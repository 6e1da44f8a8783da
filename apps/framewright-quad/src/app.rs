//! Quad application.

use std::mem::{offset_of, size_of, size_of_val};

use ash::vk;
use bytemuck::{Pod, Zeroable};
use framewright_app::{AppContext, DearImGui, DrawContext, FramewrightApp};
use framewright_gpu::{Buffer, ShaderProgram, ShaderProgramCreateInfo, ShaderVertexInput};
use glam::{Vec2, Vec3};

#[repr(C)]
#[derive(Clone, Copy, Debug, Pod, Zeroable)]
struct Vertex {
    position: Vec2,
    color: Vec3,
}

const VERTICES: [Vertex; 4] = [
    Vertex {
        position: Vec2::new(-0.5, -0.5),
        color: Vec3::new(1.0, 0.0, 0.0),
    },
    Vertex {
        position: Vec2::new(0.5, -0.5),
        color: Vec3::new(0.0, 1.0, 0.0),
    },
    Vertex {
        position: Vec2::new(0.5, 0.5),
        color: Vec3::new(0.0, 0.0, 1.0),
    },
    Vertex {
        position: Vec2::new(-0.5, 0.5),
        color: Vec3::new(1.0, 1.0, 0.0),
    },
];

const INDICES: [u32; 6] = [0, 1, 2, 2, 3, 0];

/// Indices follow the vertices in the shared buffer.
const INDEX_OFFSET: u64 = size_of::<[Vertex; 4]>() as u64;

const VERTEX_ATTRIBUTES: [vk::VertexInputAttributeDescription; 2] = [
    vk::VertexInputAttributeDescription {
        location: 0,
        binding: 0,
        format: vk::Format::R32G32_SFLOAT,
        offset: offset_of!(Vertex, position) as u32,
    },
    vk::VertexInputAttributeDescription {
        location: 1,
        binding: 0,
        format: vk::Format::R32G32B32_SFLOAT,
        offset: offset_of!(Vertex, color) as u32,
    },
];

const VERTEX_BINDINGS: [vk::VertexInputBindingDescription; 1] = [vk::VertexInputBindingDescription {
    binding: 0,
    stride: size_of::<Vertex>() as u32,
    input_rate: vk::VertexInputRate::VERTEX,
}];

pub struct Quad {
    program: ShaderProgram,
    geometry: Buffer,
}

impl FramewrightApp for Quad {
    fn init(ctx: &mut AppContext) -> anyhow::Result<Self> {
        let info = ShaderProgramCreateInfo {
            vertex_spirv: framewright_shaders::basic_vertex(),
            fragment_spirv: framewright_shaders::basic_fragment(),
            vertex_input: ShaderVertexInput {
                attributes: &VERTEX_ATTRIBUTES,
                bindings: &VERTEX_BINDINGS,
            },
            color_format: ctx.color_format(),
            ..Default::default()
        };
        // SAFETY: the features are the ones the device was created with.
        let program =
            unsafe { ShaderProgram::new(ctx.device(), ctx.gpu().enabled_features(), &info)? };

        let vertex_bytes: &[u8] = bytemuck::cast_slice(&VERTICES);
        let index_bytes: &[u8] = bytemuck::cast_slice(&INDICES);
        debug_assert_eq!(vertex_bytes.len() as u64, INDEX_OFFSET);

        let geometry = ctx.allocator().create_device_buffer(
            vk::BufferUsageFlags::VERTEX_BUFFER | vk::BufferUsageFlags::INDEX_BUFFER,
            ctx.command_block()?,
            &[vertex_bytes, index_bytes],
        )?;
        if geometry.is_empty() {
            anyhow::bail!("Failed to upload quad geometry");
        }

        tracing::info!(
            "Quad ready ({} bytes of geometry)",
            size_of_val(&VERTICES) + size_of_val(&INDICES)
        );

        Ok(Self { program, geometry })
    }

    fn draw(
        &mut self,
        ctx: &AppContext,
        frame: &mut DrawContext<'_, DearImGui>,
    ) -> anyhow::Result<()> {
        let device = ctx.device();
        let cmd = frame.command_buffer;
        let buffer = self.geometry.handle();

        // SAFETY: `cmd` is recording inside the frame's rendering scope.
        unsafe {
            self.program.bind(cmd, frame.framebuffer_size);
            device.cmd_bind_vertex_buffers(cmd, 0, &[buffer], &[0]);
            device.cmd_bind_index_buffer(cmd, buffer, INDEX_OFFSET, vk::IndexType::UINT32);
            device.cmd_draw_indexed(cmd, INDICES.len() as u32, 1, 0, 0, 0);
        }

        Ok(())
    }
}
********************
Task instructions:
What is needed here is a word-for-word copy of the whole listing.

Result below:
repository 6e1da44f8a8783da
filename apps/framewright-quad/src/app.rs
//! Quad application.

use std::mem::{offset_of, size_of, size_of_val};

use ash::vk;
use bytemuck::{Pod, Zeroable};
use framewright_app::{AppContext, DearImGui, DrawContext, FramewrightApp};
use framewright_gpu::{Buffer, ShaderProgram, ShaderProgramCreateInfo, ShaderVertexInput};
use glam::{Vec2, Vec3};

#[repr(C)]
#[derive(Clone, Copy, Debug, Pod, Zeroable)]
struct Vertex {
    position: Vec2,
    color: Vec3,
}

const VERTICES: [Vertex; 4] = [
    Vertex {
        position: Vec2::new(-0.5, -0.5),
        color: Vec3::new(1.0, 0.0, 0.0),
    },
    Vertex {
        position: Vec2::new(0.5, -0.5),
        color: Vec3::new(0.0, 1.0, 0.0),
    },
    Vertex {
        position: Vec2::new(0.5, 0.5),
        color: Vec3::new(0.0, 0.0, 1.0),
    },
    Vertex {
        position: Vec2::new(-0.5, 0.5),
        color: Vec3::new(1.0, 1.0, 0.0),
    },
];

const INDICES: [u32; 6] = [0, 1, 2, 2, 3, 0];

/// Indices follow the vertices in the shared buffer.
const INDEX_OFFSET: u64 = size_of::<[Vertex; 4]>() as u64;

const VERTEX_ATTRIBUTES: [vk::VertexInputAttributeDescription; 2] = [
    vk::VertexInputAttributeDescription {
        location: 0,
        binding: 0,
        format: vk::Format::R32G32_SFLOAT,
        offset: offset_of!(Vertex, position) as u32,
    },
    vk::VertexInputAttributeDescription {
        location: 1,
        binding: 0,
        format: vk::Format::R32G32B32_SFLOAT,
        offset: offset_of!(Vertex, color) as u32,
    },
];

const VERTEX_BINDINGS: [vk::VertexInputBindingDescription; 1] = [vk::VertexInputBindingDescription {
    binding: 0,
    stride: size_of::<Vertex>() as u32,
    input_rate: vk::VertexInputRate::VERTEX,
}];

pub struct Quad {
    program: ShaderProgram,
    geometry: Buffer,
}

impl FramewrightApp for Quad {
    fn init(ctx: &mut AppContext) -> anyhow::Result<Self> {
        let info = ShaderProgramCreateInfo {
            vertex_spirv: framewright_shaders::basic_vertex(),
            fragment_spirv: framewright_shaders::basic_fragment(),
            vertex_input: ShaderVertexInput {
                attributes: &VERTEX_ATTRIBUTES,
                bindings: &VERTEX_BINDINGS,
            },
            color_format: ctx.color_format(),
            ..Default::default()
        };
        // SAFETY: the features are the ones the device was created with.
        let program =
            unsafe { ShaderProgram::new(ctx.device(), ctx.gpu().enabled_features(), &info)? };

        let vertex_bytes: &[u8] = bytemuck::cast_slice(&VERTICES);
        let index_bytes: &[u8] = bytemuck::cast_slice(&INDICES);
        debug_assert_eq!(vertex_bytes.len() as u64, INDEX_OFFSET);

        let geometry = ctx.allocator().create_device_buffer(
            vk::BufferUsageFlags::VERTEX_BUFFER | vk::BufferUsageFlags::INDEX_BUFFER,
            ctx.command_block()?,
            &[vertex_bytes, index_bytes],
        )?;
        if geometry.is_empty() {
            anyhow::bail!("Failed to upload quad geometry");
        }

        tracing::info!(
            "Quad ready ({} bytes of geometry)",
            size_of_val(&VERTICES) + size_of_val(&INDICES)
        );

        Ok(Self { program, geometry })
    }

    fn draw(
        &mut self,
        ctx: &AppContext,
        frame: &mut DrawContext<'_, DearImGui>,
    ) -> anyhow::Result<()> {
        let device = ctx.device();
        let cmd = frame.command_buffer;
        let buffer = self.geometry.handle();

        // SAFETY: `cmd` is recording inside the frame's rendering scope.
        unsafe {
            self.program.bind(cmd, frame.framebuffer_size);
            device.cmd_bind_vertex_buffers(cmd, 0, &[buffer], &[0]);
            device.cmd_bind_index_buffer(cmd, buffer, INDEX_OFFSET, vk::IndexType::UINT32);
            device.cmd_draw_indexed(cmd, INDICES.len() as u32, 1, 0, 0, 0);
        }

        Ok(())
    }
}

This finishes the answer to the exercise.